P. Carlos Cardó SJ
Cuando llegó el tiempo en que Isabel debía ser madre, dio a luz un hijo.
Al enterarse sus vecinos y parientes de la gran misericordia con que Dios la había tratado, se alegraban con ella. A los ocho días, se reunieron para circuncidar al niño, y querían llamarlo Zacarías, como a su padre; pero la madre dijo: "No, debe llamarse Juan".
Ellos le decían: "No hay nadie en tu familia que lleve ese nombre".
Entonces preguntaron por señas al padre qué nombre quería que le pusieran. Éste pidió una pizarra y escribió: "Su nombre es Juan". Todos quedaron admirados. Y en ese mismo momento, Zacarías recuperó el habla y comenzó a alabar a Dios.
Este acontecimiento produjo una gran impresión entre la gente de los alrededores, y se lo comentaba en toda la región montañosa de Judea. Todos los que se enteraron guardaban este recuerdo en su corazón y se decían: "¿Qué llegará a ser este niño?" Porque la mano del Señor estaba con él.
El niño iba creciendo y se fortalecía en su espíritu; y vivió en lugares desiertos hasta el día que se manifestó a Israel.

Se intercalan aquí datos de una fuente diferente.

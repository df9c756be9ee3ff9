//! Structured error records and the sinks they are written to.

use crate::classifier::{classify, error_kind};
use crate::io::{append_json_line, read_lines_reverse};
use anyhow::Result;
use chrono::Utc;
use std::cell::RefCell;
use std::collections::VecDeque;
use std::path::{Path, PathBuf};
use std::sync::{Arc, Mutex, PoisonError};
use vigil_types::{ErrorContext, ErrorRecord, ErrorType};

/// Destination for error records. Sinks must not fail the caller; write
/// problems are reported through `tracing` and dropped.
pub trait ErrorSink: Send + Sync {
    fn write(&self, record: &ErrorRecord);
}

/// Emits each record as one `tracing` error event.
#[derive(Debug, Default)]
pub struct TracingErrorSink;

impl ErrorSink for TracingErrorSink {
    fn write(&self, record: &ErrorRecord) {
        tracing::error!(
            error_type = %record.error_type,
            error_kind = %record.error_kind,
            operation = record.operation.as_deref().unwrap_or("-"),
            context = ?record.context,
            "{}",
            record.message
        );
    }
}

/// Durable error store: one JSON record per line.
#[derive(Debug, Clone)]
pub struct JsonlErrorSink {
    path: PathBuf,
}

impl JsonlErrorSink {
    pub fn new(path: impl Into<PathBuf>) -> Self {
        Self { path: path.into() }
    }

    pub fn path(&self) -> &Path {
        &self.path
    }

    /// Newest-first records; unparsable lines are skipped.
    pub fn recent(&self, limit: usize) -> Result<Vec<ErrorRecord>> {
        if !self.path.exists() {
            return Ok(Vec::new());
        }
        let lines = read_lines_reverse(&self.path, limit)?;
        Ok(lines
            .iter()
            .filter_map(|line| serde_json::from_str(line).ok())
            .collect())
    }
}

impl ErrorSink for JsonlErrorSink {
    fn write(&self, record: &ErrorRecord) {
        if let Err(err) = append_json_line(&self.path, record) {
            tracing::warn!(path = %self.path.display(), "error store write failed: {err:#}");
        }
    }
}

#[derive(Debug, Default)]
pub struct MemoryErrorSink {
    records: Mutex<Vec<ErrorRecord>>,
}

impl MemoryErrorSink {
    pub fn new() -> Self {
        Self::default()
    }

    pub fn records(&self) -> Vec<ErrorRecord> {
        self.records
            .lock()
            .unwrap_or_else(PoisonError::into_inner)
            .clone()
    }
}

impl ErrorSink for MemoryErrorSink {
    fn write(&self, record: &ErrorRecord) {
        self.records
            .lock()
            .unwrap_or_else(PoisonError::into_inner)
            .push(record.clone());
    }
}

/// Classifies (when needed) and records errors, fanning each record out to
/// every configured sink.
#[derive(Clone)]
pub struct ErrorLogger {
    sinks: Vec<Arc<dyn ErrorSink>>,
}

impl Default for ErrorLogger {
    fn default() -> Self {
        Self {
            sinks: vec![Arc::new(TracingErrorSink)],
        }
    }
}

impl std::fmt::Debug for ErrorLogger {
    fn fmt(&self, f: &mut std::fmt::Formatter<'_>) -> std::fmt::Result {
        f.debug_struct("ErrorLogger")
            .field("sinks", &self.sinks.len())
            .finish()
    }
}

impl ErrorLogger {
    pub fn new() -> Self {
        Self::default()
    }

    pub fn with_sinks(sinks: Vec<Arc<dyn ErrorSink>>) -> Self {
        Self { sinks }
    }

    pub fn add_sink(&mut self, sink: Arc<dyn ErrorSink>) {
        self.sinks.push(sink);
    }

    pub fn log(
        &self,
        error: &anyhow::Error,
        error_type: Option<ErrorType>,
        operation: Option<&str>,
        context: &ErrorContext,
    ) -> ErrorRecord {
        let record = ErrorRecord {
            timestamp: Utc::now().to_rfc3339(),
            error_type: error_type.unwrap_or_else(|| classify(error, context)),
            error_kind: error_kind(error),
            message: format!("{error:#}"),
            operation: operation.map(ToString::to_string),
            context: context.clone(),
        };
        for sink in &self.sinks {
            sink.write(&record);
        }
        record
    }
}

const LOGGED_MARKS_LEN: usize = 32;

thread_local! {
    static LOGGED: RefCell<VecDeque<(usize, String)>> = const { RefCell::new(VecDeque::new()) };
}

fn identity(error: &anyhow::Error) -> (usize, String) {
    let object: *const (dyn std::error::Error + Send + Sync + 'static) = &**error;
    (object.cast::<()>() as usize, format!("{error:#}"))
}

/// Note that `error` already has a record. Marks are per thread and only
/// hold while the error is alive; callers clear them with [`forget_logged`].
pub(crate) fn mark_logged(error: &anyhow::Error) {
    let mark = identity(error);
    LOGGED.with(|logged| {
        let mut logged = logged.borrow_mut();
        if logged.len() == LOGGED_MARKS_LEN {
            logged.pop_front();
        }
        logged.push_back(mark);
    });
}

/// Whether `error` was marked on this thread, consuming the mark.
pub(crate) fn take_logged(error: &anyhow::Error) -> bool {
    let mark = identity(error);
    LOGGED.with(|logged| {
        let mut logged = logged.borrow_mut();
        match logged.iter().position(|m| *m == mark) {
            Some(index) => {
                logged.remove(index);
                true
            }
            None => false,
        }
    })
}

pub(crate) fn forget_logged() {
    LOGGED.with(|logged| logged.borrow_mut().clear());
}
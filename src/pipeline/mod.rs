//! Pipeline Module
//!
//! Drives thumbnail generation: a bounded queue feeds a fixed pool of
//! workers that hand batches to the rendering engine, a watchdog restarts
//! the pool when items are stranded, and every terminal outcome is recorded
//! in the status store and fanned out to progress listeners.

pub mod notifier;
pub mod tracker;
mod watchdog;
mod worker;

pub use notifier::{ListenerId, ProgressEvent, ProgressListener, ProgressNotifier, ResultSource};
pub use tracker::{BatchTracker, TrackedJob};

use crate::catalog::WorkItem;
use crate::config::{AppConfig, PipelineConfig};
use crate::engine::{ItemResult, RenderEngine};
use crate::error::{AppError, Result};
use crate::queue::WorkQueue;
use crate::store::StatusStore;
use chrono::Utc;
use serde::Serialize;
use std::panic::{AssertUnwindSafe, catch_unwind};
use std::path::PathBuf;
use std::sync::Arc;
use std::sync::atomic::{AtomicBool, AtomicUsize, Ordering};
use std::time::Duration;
use tokio::sync::{mpsc, watch};
use tokio::task::{JoinHandle, JoinSet};
use tracing::{debug, error, info, warn};

/// How often `wait_idle` re-checks the pool
const IDLE_POLL: Duration = Duration::from_millis(20);

/// Counters describing what the pipeline has done so far
#[derive(Debug, Clone, Copy, Default, PartialEq, Eq, Serialize)]
pub struct PipelineStats {
    pub generated: usize,
    pub failed: usize,
    pub skipped: usize,
    pub queued: usize,
    pub in_flight: usize,
}

impl PipelineStats {
    /// Accepted items without a terminal outcome yet
    pub fn pending(&self) -> usize {
        self.queued + self.in_flight
    }

    pub fn finished(&self) -> usize {
        self.generated + self.failed + self.skipped
    }
}

/// Where rendered thumbnails are written
struct OutputSettings {
    dir: PathBuf,
    extension: String,
    size: u32,
}

#[derive(Default)]
struct Counters {
    generated: AtomicUsize,
    failed: AtomicUsize,
    skipped: AtomicUsize,
}

/// State shared by the pipeline handle, the supervisor, workers and watchdog
struct Shared<E, S> {
    queue: WorkQueue,
    in_flight: AtomicUsize,
    processing: AtomicBool,
    stopped: AtomicBool,
    engine: E,
    store: S,
    notifier: ProgressNotifier,
    config: PipelineConfig,
    output: OutputSettings,
    counters: Counters,
}

impl<E: RenderEngine, S: StatusStore> Shared<E, S> {
    /// Record the terminal outcome of an item
    ///
    /// The caller must already own the item's finalization: a fresh dequeue
    /// or a won claim on its tracked job. The store update completes before
    /// listeners hear about it, and the item leaves the in-flight count last.
    /// Panics in the store or a listener are contained here.
    fn finalize(&self, item: &WorkItem, result: ItemResult, source: ResultSource) {
        let thumbnail = if result.success {
            result.output_path.as_deref()
        } else {
            None
        };

        let update = catch_unwind(AssertUnwindSafe(|| {
            self.store.update_artifact_status(&item.id, thumbnail, true)
        }));
        match update {
            Ok(Ok(())) => {}
            Ok(Err(e)) => error!(id = %item.id, error = %e, "Failed to record thumbnail status"),
            Err(_) => error!(id = %item.id, "Status store panicked while recording thumbnail"),
        }

        let counter = match source {
            ResultSource::Skipped => &self.counters.skipped,
            _ if result.success => &self.counters.generated,
            _ => &self.counters.failed,
        };
        counter.fetch_add(1, Ordering::Relaxed);

        if result.success {
            info!(
                id = %item.id,
                name = %item.name,
                output = ?result.output_path,
                source = ?source,
                "Thumbnail generated"
            );
            if let Some(meta) = &result.metadata {
                debug!(
                    id = %item.id,
                    triangles = ?meta.triangles,
                    dimensions = ?meta.dimensions,
                    "Mesh metadata"
                );
            }
        } else if source == ResultSource::Skipped {
            info!(
                id = %item.id,
                name = %item.name,
                reason = %result.error_message(),
                "Skipped thumbnail"
            );
        } else {
            warn!(
                id = %item.id,
                name = %item.name,
                error = %result.error_message(),
                source = ?source,
                "Thumbnail generation failed"
            );
        }

        let event = ProgressEvent {
            item_id: item.id.clone(),
            item_name: item.name.clone(),
            success: result.success,
            output_path: thumbnail.map(PathBuf::from),
            error: result.error,
            source,
            finished_at: Utc::now(),
        };
        self.notifier.notify(&event);

        self.in_flight.fetch_sub(1, Ordering::AcqRel);
    }

    fn stats(&self) -> PipelineStats {
        PipelineStats {
            generated: self.counters.generated.load(Ordering::Relaxed),
            failed: self.counters.failed.load(Ordering::Relaxed),
            skipped: self.counters.skipped.load(Ordering::Relaxed),
            queued: self.queue.len(),
            in_flight: self.in_flight.load(Ordering::Acquire),
        }
    }
}

/// Start the worker pool unless it is already running or the pipeline stopped
fn start_pool<E: RenderEngine, S: StatusStore>(shared: &Arc<Shared<E, S>>) -> bool {
    if shared.stopped.load(Ordering::Acquire) {
        debug!("Pipeline stopped, not starting workers");
        return false;
    }
    if shared
        .processing
        .compare_exchange(false, true, Ordering::AcqRel, Ordering::Acquire)
        .is_err()
    {
        return false;
    }
    tokio::spawn(supervise(Arc::clone(shared)));
    true
}

/// Runs one pool generation after another while work keeps arriving
///
/// Entered with `processing` already set; clears it once the workers are
/// gone.
async fn supervise<E: RenderEngine, S: StatusStore>(shared: Arc<Shared<E, S>>) {
    loop {
        if !shared.engine.is_available().await {
            warn!(
                queued = shared.queue.len(),
                "Rendering engine unavailable, leaving items queued"
            );
            shared.processing.store(false, Ordering::Release);
            return;
        }

        let workers = shared.config.worker_count;
        info!(workers, queued = shared.queue.len(), "Starting thumbnail workers");

        let mut pool = JoinSet::new();
        for worker_id in 0..workers {
            pool.spawn(worker::run_worker(worker_id, Arc::clone(&shared)));
        }
        while let Some(joined) = pool.join_next().await {
            if let Err(e) = joined {
                error!(error = %e, "Thumbnail worker ended abnormally");
            }
        }

        shared.processing.store(false, Ordering::Release);
        let stats = shared.stats();
        info!(
            generated = stats.generated,
            failed = stats.failed,
            skipped = stats.skipped,
            "Thumbnail workers finished"
        );

        // Items enqueued while the last workers were winding down
        if shared.stopped.load(Ordering::Acquire) || shared.queue.is_empty() {
            return;
        }
        if shared
            .processing
            .compare_exchange(false, true, Ordering::AcqRel, Ordering::Acquire)
            .is_err()
        {
            return;
        }
        debug!(queued = shared.queue.len(), "More work arrived, restarting workers");
    }
}

/// Background thumbnail generation for catalog items
///
/// Must be driven from inside a tokio runtime.
pub struct ThumbnailPipeline<E: RenderEngine, S: StatusStore> {
    shared: Arc<Shared<E, S>>,
    shutdown: watch::Sender<bool>,
}

impl<E: RenderEngine, S: StatusStore> ThumbnailPipeline<E, S> {
    pub fn new(config: &AppConfig, engine: E, store: S) -> Result<Self> {
        config.validate()?;
        std::fs::create_dir_all(&config.output.thumbnail_dir).map_err(|e| {
            AppError::Config(format!(
                "Failed to create thumbnail directory {}: {}",
                config.output.thumbnail_dir.display(),
                e
            ))
        })?;

        let shared = Arc::new(Shared {
            queue: WorkQueue::new(config.pipeline.queue_capacity),
            in_flight: AtomicUsize::new(0),
            processing: AtomicBool::new(false),
            stopped: AtomicBool::new(false),
            engine,
            store,
            notifier: ProgressNotifier::new(),
            config: config.pipeline.clone(),
            output: OutputSettings {
                dir: config.output.thumbnail_dir.clone(),
                extension: config.output.extension.clone(),
                size: config.engine.thumbnail_size,
            },
            counters: Counters::default(),
        });
        let (shutdown, _) = watch::channel(false);

        Ok(Self { shared, shutdown })
    }

    /// Queue an item and start the pool if it is idle. Returns false when
    /// the queue is full or the item already has its thumbnail.
    pub fn enqueue(&self, item: WorkItem) -> bool {
        if !self.shared.queue.enqueue(item) {
            return false;
        }
        start_pool(&self.shared);
        true
    }

    /// Queue every item the store reports as pending
    ///
    /// Nothing is queued when the engine is unavailable.
    pub async fn enqueue_pending(&self) -> Result<usize> {
        if !self.shared.engine.is_available().await {
            return Err(AppError::EngineUnavailable(
                "engine probe failed, pending items not queued".to_string(),
            ));
        }

        let items = self.shared.store.pending_items()?;
        let total = items.len();
        // Kinds the engine cannot render still go through the queue so they
        // reach a terminal skipped state instead of staying pending
        let accepted = items
            .into_iter()
            .map(|item| self.enqueue(item))
            .filter(|accepted| *accepted)
            .count();

        info!(accepted, total, "Queued pending thumbnails");
        Ok(accepted)
    }

    /// Start the worker pool. Returns false when it was already running
    /// or the pipeline has been stopped.
    pub fn start_processing(&self) -> bool {
        start_pool(&self.shared)
    }

    /// Spawn the watchdog that restarts the pool when items are stranded
    pub fn start_watchdog(&self) -> JoinHandle<()> {
        tokio::spawn(watchdog::run_watchdog(
            Arc::clone(&self.shared),
            self.shutdown.subscribe(),
        ))
    }

    /// Stop taking new batches and shut the watchdog down
    ///
    /// Engine calls already dispatched finish or time out on their own.
    pub fn stop(&self) {
        if !self.shared.stopped.swap(true, Ordering::AcqRel) {
            info!(
                queued = self.shared.queue.len(),
                in_flight = self.in_flight(),
                "Stopping thumbnail pipeline"
            );
        }
        let _ = self.shutdown.send(true);
    }

    pub fn is_stopped(&self) -> bool {
        self.shared.stopped.load(Ordering::Acquire)
    }

    pub fn is_processing(&self) -> bool {
        self.shared.processing.load(Ordering::Acquire)
    }

    pub fn queue_len(&self) -> usize {
        self.shared.queue.len()
    }

    pub fn in_flight(&self) -> usize {
        self.shared.in_flight.load(Ordering::Acquire)
    }

    /// Queued plus in-flight items. Momentary, not a snapshot.
    pub fn pending_total(&self) -> usize {
        self.queue_len() + self.in_flight()
    }

    pub fn stats(&self) -> PipelineStats {
        self.shared.stats()
    }

    pub fn add_listener(&self, listener: impl ProgressListener + 'static) -> ListenerId {
        self.shared.notifier.add_listener(listener)
    }

    pub fn remove_listener(&self, id: ListenerId) -> bool {
        self.shared.notifier.remove_listener(id)
    }

    /// Progress events as a channel
    pub fn subscribe(&self) -> mpsc::UnboundedReceiver<ProgressEvent> {
        self.shared.notifier.subscribe()
    }

    pub fn engine(&self) -> &E {
        &self.shared.engine
    }

    pub fn store(&self) -> &S {
        &self.shared.store
    }

    /// Resolve once no workers are running and nothing is in flight
    ///
    /// Items may still be queued afterwards if the engine was unavailable.
    pub async fn wait_idle(&self) {
        while self.is_processing() || self.in_flight() > 0 {
            tokio::time::sleep(IDLE_POLL).await;
        }
    }
}

impl<E: RenderEngine, S: StatusStore> Drop for ThumbnailPipeline<E, S> {
    fn drop(&mut self) {
        self.shared.stopped.store(true, Ordering::Release);
        let _ = self.shutdown.send(true);
    }
}
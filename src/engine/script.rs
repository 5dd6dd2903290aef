use super::protocol::{
    BatchRequest, BatchSummary, ItemResult, StreamMessage, parse_single_output, parse_stream_line,
};
use super::{AvailabilityCache, BatchOutcome, RenderEngine, ResultCallback};
use crate::config::EngineConfig;
use crate::error::AppError;
use crate::queue::Job;
use std::collections::VecDeque;
use std::process::{ExitStatus, Stdio};
use std::time::Duration;
use tokio::io::{AsyncBufReadExt, AsyncRead, AsyncReadExt, AsyncWriteExt, BufReader};
use tokio::process::{Child, ChildStderr, Command};
use tokio::task::JoinHandle;
use tokio::time::{Instant, timeout, timeout_at};
use tracing::{debug, info, warn};

/// Probe processes that hang are treated as unavailable
const PROBE_TIMEOUT: Duration = Duration::from_secs(10);

/// Lines of engine stderr kept for error messages
const STDERR_TAIL_LINES: usize = 5;

/// Rendering engine run as `<interpreter> <script> ...`
pub struct ScriptEngine {
    config: EngineConfig,
    availability: AvailabilityCache,
}

impl ScriptEngine {
    pub fn new(config: EngineConfig) -> Self {
        let availability = AvailabilityCache::new(config.availability_ttl());
        Self {
            config,
            availability,
        }
    }

    pub fn config(&self) -> &EngineConfig {
        &self.config
    }

    /// Drop the cached availability so the next check spawns a probe
    pub async fn invalidate_availability(&self) {
        self.availability.invalidate().await;
    }

    /// Check the interpreter responds and the script exists
    async fn probe(&self) -> bool {
        if !self.config.script.exists() {
            warn!(
                script = %self.config.script.display(),
                "Rendering script not found"
            );
            return false;
        }

        let status = Command::new(&self.config.interpreter)
            .args(&self.config.probe_args)
            .stdin(Stdio::null())
            .stdout(Stdio::null())
            .stderr(Stdio::null())
            .kill_on_drop(true)
            .status();

        match timeout(PROBE_TIMEOUT, status).await {
            Ok(Ok(status)) if status.success() => true,
            Ok(Ok(status)) => {
                warn!(
                    interpreter = %self.config.interpreter,
                    %status,
                    "Engine interpreter probe failed"
                );
                false
            }
            Ok(Err(e)) => {
                warn!(
                    interpreter = %self.config.interpreter,
                    error = %e,
                    "Engine interpreter could not be started"
                );
                false
            }
            Err(_) => {
                warn!(interpreter = %self.config.interpreter, "Engine probe timed out");
                false
            }
        }
    }

    fn command(&self) -> Command {
        let mut command = Command::new(&self.config.interpreter);
        command
            .arg(&self.config.script)
            .stdout(Stdio::piped())
            .stderr(Stdio::piped())
            .kill_on_drop(true);
        command
    }

    async fn run_single(&self, job: &Job) -> Result<ItemResult, AppError> {
        let limit = self.config.single_timeout(job.input_size());

        let mut child = self
            .command()
            .arg(&job.input)
            .arg(&job.output)
            .arg(job.size.to_string())
            .stdin(Stdio::null())
            .spawn()
            .map_err(|e| AppError::EngineSpawn(e.to_string()))?;

        let stdout = child.stdout.take().map(|out| tokio::spawn(read_all(out)));
        let stderr = child.stderr.take().map(|err| tokio::spawn(stderr_tail(err)));

        let status = match timeout(limit, child.wait()).await {
            Ok(status) => status?,
            Err(_) => {
                terminate(&mut child).await;
                return Err(AppError::Timeout(limit));
            }
        };

        let stdout = match stdout {
            Some(task) => task.await.unwrap_or_default(),
            None => String::new(),
        };

        match parse_single_output(&stdout) {
            Some(result) => Ok(result),
            None => {
                let tail = collect_tail(stderr, self.config.salvage_grace()).await;
                Err(AppError::EngineFailed(describe_exit(
                    "Engine returned no result",
                    status,
                    &tail,
                )))
            }
        }
    }

    async fn run_batch(&self, jobs: &[Job], on_result: ResultCallback<'_>) -> BatchOutcome {
        let limit = self.config.batch_timeout(jobs.len());
        let deadline = Instant::now() + limit;

        let mut child = match self
            .command()
            .arg("--batch-stdin")
            .arg(self.config.concurrency.to_string())
            .arg("--stream")
            .stdin(Stdio::piped())
            .spawn()
        {
            Ok(c) => c,
            Err(e) => {
                return BatchOutcome::failed(format!("Failed to start engine: {}", e), 0, None);
            }
        };

        let stderr = child.stderr.take().map(|err| tokio::spawn(stderr_tail(err)));

        if let Some(mut stdin) = child.stdin.take() {
            match serde_json::to_vec(&BatchRequest::new(jobs)) {
                Ok(payload) => {
                    let write = async {
                        stdin.write_all(&payload).await?;
                        stdin.shutdown().await
                    };
                    match timeout_at(deadline, write).await {
                        Ok(Ok(())) => {}
                        Ok(Err(e)) => warn!(error = %e, "Failed to send batch to engine"),
                        Err(_) => warn!("Timed out sending batch to engine"),
                    }
                }
                Err(e) => warn!(error = %e, "Failed to encode batch request"),
            }
            // Dropping stdin closes the pipe so the engine sees EOF
        }

        let Some(stdout) = child.stdout.take() else {
            terminate(&mut child).await;
            return BatchOutcome::failed("Engine stdout unavailable", 0, None);
        };
        let mut lines = BufReader::new(stdout).lines();
        let mut stream = StreamState::default();

        loop {
            match timeout_at(deadline, lines.next_line()).await {
                Ok(Ok(Some(line))) => stream.dispatch(&line, on_result),
                Ok(Ok(None)) => break,
                Ok(Err(e)) => {
                    warn!(error = %e, "Failed reading engine output");
                    break;
                }
                Err(_) => {
                    warn!(
                        jobs = jobs.len(),
                        timeout_secs = limit.as_secs(),
                        delivered = stream.delivered,
                        "Batch timed out, killing engine"
                    );
                    terminate(&mut child).await;

                    // Salvage whatever the engine managed to flush before dying
                    let grace = Instant::now() + self.config.salvage_grace();
                    while let Ok(Ok(Some(line))) = timeout_at(grace, lines.next_line()).await {
                        stream.dispatch(&line, on_result);
                    }

                    return BatchOutcome::failed(
                        AppError::Timeout(limit).to_string(),
                        stream.delivered,
                        stream.summary,
                    );
                }
            }
        }

        let status = match timeout_at(deadline, child.wait()).await {
            Ok(Ok(status)) => status,
            Ok(Err(e)) => {
                return BatchOutcome::failed(
                    format!("Failed to wait for engine: {}", e),
                    stream.delivered,
                    stream.summary,
                );
            }
            Err(_) => {
                terminate(&mut child).await;
                return BatchOutcome::failed(
                    AppError::Timeout(limit).to_string(),
                    stream.delivered,
                    stream.summary,
                );
            }
        };

        if !status.success() {
            let tail = collect_tail(stderr, self.config.salvage_grace()).await;
            return BatchOutcome::failed(
                describe_exit("Engine exited abnormally", status, &tail),
                stream.delivered,
                stream.summary,
            );
        }

        match stream.summary {
            Some(summary) => BatchOutcome {
                success: true,
                summary: Some(summary),
                delivered: stream.delivered,
                error: None,
            },
            None => BatchOutcome::failed(
                "Engine finished without a summary",
                stream.delivered,
                None,
            ),
        }
    }
}

impl RenderEngine for ScriptEngine {
    async fn is_available(&self) -> bool {
        self.availability.get_or_probe(|| self.probe()).await
    }

    async fn render_one(&self, job: &Job) -> ItemResult {
        debug!(input = %job.input.display(), "Rendering single thumbnail");
        match self.run_single(job).await {
            Ok(result) => result,
            Err(e) => {
                warn!(input = %job.input.display(), error = %e, "Single render failed");
                ItemResult::failed(e.to_string())
            }
        }
    }

    async fn render_batch(&self, jobs: &[Job], on_result: ResultCallback<'_>) -> BatchOutcome {
        if jobs.is_empty() {
            return BatchOutcome {
                success: true,
                ..BatchOutcome::default()
            };
        }

        info!(jobs = jobs.len(), "Dispatching batch to engine");
        let outcome = self.run_batch(jobs, on_result).await;
        if let Some(ref error) = outcome.error {
            warn!(
                jobs = jobs.len(),
                delivered = outcome.delivered,
                %error,
                "Batch did not complete cleanly"
            );
        }
        outcome
    }
}

/// Results and summary gathered from a streaming batch
#[derive(Default)]
struct StreamState {
    delivered: usize,
    summary: Option<BatchSummary>,
}

impl StreamState {
    fn dispatch(&mut self, line: &str, on_result: ResultCallback<'_>) {
        match parse_stream_line(line) {
            Some(StreamMessage::Result(result)) => {
                self.delivered += 1;
                on_result(result);
            }
            Some(StreamMessage::Summary(summary)) => {
                debug!(
                    total = summary.total,
                    succeeded = summary.succeeded,
                    failed = summary.failed,
                    "Engine batch summary"
                );
                self.summary = Some(summary);
            }
            None => debug!(line, "Ignoring engine output"),
        }
    }
}

/// Kill the engine and reap it
async fn terminate(child: &mut Child) {
    if let Err(e) = child.kill().await {
        warn!(error = %e, "Failed to kill engine process");
    }
}

async fn read_all(mut reader: impl AsyncRead + Unpin) -> String {
    let mut buf = String::new();
    let _ = reader.read_to_string(&mut buf).await;
    buf
}

async fn stderr_tail(stderr: ChildStderr) -> String {
    let mut lines = BufReader::new(stderr).lines();
    let mut tail = VecDeque::with_capacity(STDERR_TAIL_LINES);
    while let Ok(Some(line)) = lines.next_line().await {
        if tail.len() == STDERR_TAIL_LINES {
            tail.pop_front();
        }
        tail.push_back(line);
    }
    Vec::from(tail).join("\n")
}

async fn collect_tail(task: Option<JoinHandle<String>>, grace: Duration) -> String {
    match task {
        Some(task) => match timeout(grace, task).await {
            Ok(Ok(tail)) => tail,
            _ => String::new(),
        },
        None => String::new(),
    }
}

fn describe_exit(context: &str, status: ExitStatus, stderr: &str) -> String {
    if stderr.trim().is_empty() {
        format!("{} ({})", context, status)
    } else {
        format!("{} ({}): {}", context, status, stderr.trim())
    }
}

La narración de su nacimiento la hace San Lucas con pocas
palabras, porque prefiere resaltar más la imposición de su nombre. Pero en esas
pocas palabras, se expresa algo muy importante en la Biblia: la concepción y
nacimiento de los personajes que van a tener una misión especial en la historia
de Israel es un acontecimiento en el que Dios interviene. Esto se destaca de modo
especial cuando la mujer que concibe es una estéril como Sara, esposa de
Abraham y madre de Isaac (cf. Gen 16, 1;
17, 1), o como la esposa de Manoa, que concibió y dio a luz a Sansón (Cf. Jue 13, 2-5). Por esto, en el caso de
Isabel, esposa estéril de Zacarías, los vecinos ven en su parto una acción de
la misericordia y se alegran con ella.
Aparte de esto, es indudable que la antropología contenida en la
Biblia considera la venida al mundo de toda persona no como un acontecimiento o
fenómeno fortuito o puramente biológico. Cada nacimiento es un hecho querido
por Dios, y responde siempre a un designio suyo de amor. “Tú formaste mis entrañas, me tejiste en el vientre de mi madre. Te doy
gracias porque eres sublime y tus obras son prodigiosas” (Sal 139, 13-14).
El nombre Juan.
En las culturas antiguas el nombre que se daba a las personas era
siempre significativo. «Nomen est omen», (el
nombre es presagio, pronóstico), decían
los latinos; y para los hebreos el
nombre señalaba algún atributo de Dios que en la vida del recién nacido se iba
a manifestar, o el significado de la misión que le tocaba desempeñar al niño. «Su nombre es Juan» (Lc 1,63) dice
Isabel y Zacarías lo confirma ante de los parientes maravillados, escribiéndolo
en una tablilla.
El mismo Dios, por su ángel, había dado este nombre que significa «Dios es favorable». En la vida de Juan Dios
se mostrará favorable a su pueblo y a toda la humanidad. Pero no sólo en su
vida: Dios siempre está en favor de todos sus hijos e hijas, en favor de toda
vida humana aun antes de nacer. Mi propia vida, desde su concepción, demuestra
que soy llamado por él a la existencia. El Señor me llamó desde el seno
materno, desde las entrañas de mi madre pronunció mi nombre (Is 49,1).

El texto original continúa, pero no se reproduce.